Darshan se lève, s'époussette, cesse de tergiverser. Il enjambe cinq par cinq les tuiles du seizième d'une fougue vigoureuse. Ses lunettes fumées sur le nez, son gilet de toile sans manches en prise avec le vent, Darshan danse sur les tuiles jusqu'au pigeonnier.

Dans la nuit nacrée, il ne laisse pas de trace, il passe. Face à l'assemblage de grilles et de bois, il ôte ses lunettes. Les tenant pas la branche, elles vibrent entre ses doigts, leurs couleurs s'altèrent. D'un geste vif digne d'un prestidigitateur, elles se transformèrent, passant de lunettes à une clé au format pincé. Elle était adaptée à la porte par sa finesse ; assortie aux grillages par ses rayures et sa rouille. Elle est affrétée pour l'emporter où son cœur l'emportera. À peine insérée, le jour de la porte laisse transparaître la présence de l'astre solaire pourtant absent du présent ciel.

Après un tour de poignet, la porte se déconsolide de la charpente. Il ne reste qu'à la pousser pour rejoindre dans le Kerala, la ville d'Aluva. Notre héros affleure de la poussière en passant le seuil d'un local à kayaks. Face à lui s'écoule d'une veine de l'océan, un fleuve charmant l'atmosphère au climat si chaud et humide.

Darshan se saisit du coutelas laissé sur le couvercle d'un tonneau. En son sein l'eau boue, mue par une vie frétillante. Le poisson y est abondant et s'énerve de sa captivité. Darshan emprunte une amande de mousse à raser d'une bombe de piètre qualité. Il s'applique la mousse et dessine sa moustache puis taille son bouc avec soin.
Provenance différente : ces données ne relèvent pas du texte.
//! Application errors
use std::fmt;

#[derive(Debug)]
pub struct CliError {
    pub kind: ErrorKind,
}

impl std::error::Error for CliError {}

#[derive(Debug)]
pub enum ErrorKind {
    Chip8(chip8::Chip8Error),
    Io(std::io::Error),
    Config(serde_yaml::Error),
    Fmt(fmt::Error),
}

impl fmt::Display for CliError {
    fn fmt(&self, f: &mut fmt::Formatter) -> fmt::Result {
        write!(f, "application error: {}", self.kind)
    }
}

impl fmt::Display for ErrorKind {
    fn fmt(&self, f: &mut fmt::Formatter<'_>) -> fmt::Result {
        match self {
            Self::Chip8(err) => write!(f, "{err}"),
            Self::Io(err) => write!(f, "{err}"),
            Self::Config(err) => write!(f, "config: {err}"),
            Self::Fmt(err) => write!(f, "{err}"),
        }
    }
}

impl From<chip8::Chip8Error> for CliError {
    fn from(err: chip8::Chip8Error) -> Self {
        Self {
            kind: ErrorKind::Chip8(err),
        }
    }
}

impl From<std::io::Error> for CliError {
    fn from(err: std::io::Error) -> Self {
        Self {
            kind: ErrorKind::Io(err),
        }
    }
}

impl From<serde_yaml::Error> for CliError {
    fn from(err: serde_yaml::Error) -> Self {
        Self {
            kind: ErrorKind::Config(err),
        }
    }
}

impl From<fmt::Error> for CliError {
    fn from(err: fmt::Error) -> Self {
        Self {
            kind: ErrorKind::Fmt(err),
        }
    }
}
Un vieil homme au short et au marcel de lin le rejoint et dépose à côté de lui un filet dans lequel se sont perdus quelques maquereaux. Il tire jusqu'à lui un tabouret rafistolé avant de se mettre à l'ouvrage et sortir de ses filets sa prise pour qu'elle rejoigne le tonneau.

Sans détourner la tête de son ouvrage, l'homme entame la conversation :

 - Comment se porte notre esprit local ?

 - Je ne suis toujours pas un esprit, vieux fou, rétorque Darshan.

 - Tu es ce qui s'y apparente le plus de ce que j'ai pu voir. Si j'étais fou, je me risquerais presque à parler d'un dieu même.

 - Il n'est rien de tout ça. Je ne suis que Darshan, un homme qui va partager un tartare de saumon aux herbes fraîches. Sache mon ami que plus ta nourriture est crue, plus elle est distinguée, précise-t-il en agrémentant sa réplique d'un clin d’œil accompagné d'un sourire satisfait.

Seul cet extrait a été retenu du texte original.